Last night I was running Ubuntu in Windows Subsystem for Linux and grabbed this file. As I'm trying to learn the go language. When I ran this program I immediately noticed a huge loss in speed on the terminal and when I checked the 'top' program I saw where there were tons of 'wget' commands running in the background. Specifically, 'wget -q -O- --tries=1 http://169.254.169.254'. I immediately started trying to kill the wget processes but new ones just kept popping up. This was on a brand new install of Ubuntu WSL, and I had not downloaded anything other than a few applications from the repositories that I have installed on multiple linux desktops and servers. So I know it didn't come from the repositories. It HAD to have been from this software. Also, after running this 'go' software I noticed it started pulling in more 'go' programs into the same folder. I wish I had more info on the names of those programs but I immediately deleted all the 'go' software and shutdown Ubuntu WSL, followed by deleting Ubuntu WSL. Lucky for me Windows Defender blocked this and immediately reported it to my corporate office.

[dtigue]

I hope I'm wrong about this but if that's the case then that tells me there is some application in the Ubuntu repositories that includes ransomware.

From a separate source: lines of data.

// xltemplates - tests/e2e_launcher.rs
//
// End-to-end tests for child-process supervision: real processes, real exit
// statuses. Unix-only where a shell is needed.

use std::path::{Path, PathBuf};
use std::process::Command;
use xltemplates::app::launcher::{exit_code, run, run_server};
use xltemplates::util::error::LaunchError;

#[cfg(unix)]
fn sh(script: &str) -> Command {
    let mut command = Command::new("sh");
    command.arg("-c").arg(script);
    command
}

#[cfg(unix)]
#[test]
fn e2e_child_success_is_exit_code_zero() {
    let result = run(sh("exit 0"));
    assert!(result.is_ok(), "got {result:?}");
    assert_eq!(exit_code(&result), 0);
}

#[cfg(unix)]
#[test]
fn e2e_child_failure_is_exited_and_code_one() {
    let result = run(sh("exit 3"));
    match &result {
        Err(LaunchError::Exited { status, .. }) => assert_eq!(status.code(), Some(3)),
        other => panic!("expected Exited, got {other:?}"),
    }
    assert_eq!(exit_code(&result), 1);
}

#[test]
fn e2e_missing_server_is_spawn_error_and_code_one() {
    let program: PathBuf = Path::new(env!("CARGO_MANIFEST_DIR"))
        .join("target")
        .join("no-such-dir")
        .join("xltemplates-missing");
    let result = run_server(&program, 8501);
    match &result {
        Err(LaunchError::Spawn { program: p, .. }) => assert_eq!(p, &program),
        other => panic!("expected Spawn, got {other:?}"),
    }
    assert_eq!(exit_code(&result), 1);
}

/// The launcher binary itself exits 1 when the server cannot be started,
/// even with an unusable port argument.
#[test]
fn e2e_launcher_binary_reports_failure() {
    let status = Command::new(env!("CARGO_BIN_EXE_xltemplates-launch"))
        .arg("abc")
        .arg("--server-bin")
        .arg(Path::new(env!("CARGO_MANIFEST_DIR")).join("no-such-server"))
        .status()
        .expect("run launcher");
    assert_eq!(status.code(), Some(1));
}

I still would be a bit concerned about the fact that after running this software other go software was pulled in to my system.

[dtigue]

Ok, I think I'm gonna eat some crow here. I started browsing the code and I see that this code requires code from a couple other github go programs. So I followed the trail and have started looking through the code on those programs as well. So I'm not positive the issue is with this software but it may be from the software being pulled in through this software. Also, I assume it's possible that Windows Defender has falsely flagged it as RansomWare. I have sent off the logs to my Microsoft rep for our company and they will be looking into it. Just so you know, Windows Defender blocked it at exactly the same time that I started running this software, and it also said that the issue was coming from the Ubuntu Subsystem. So I believe I'm on the right track as to where the issue originated. I will let you know what the final word is from Microsoft while I continue to go through the code.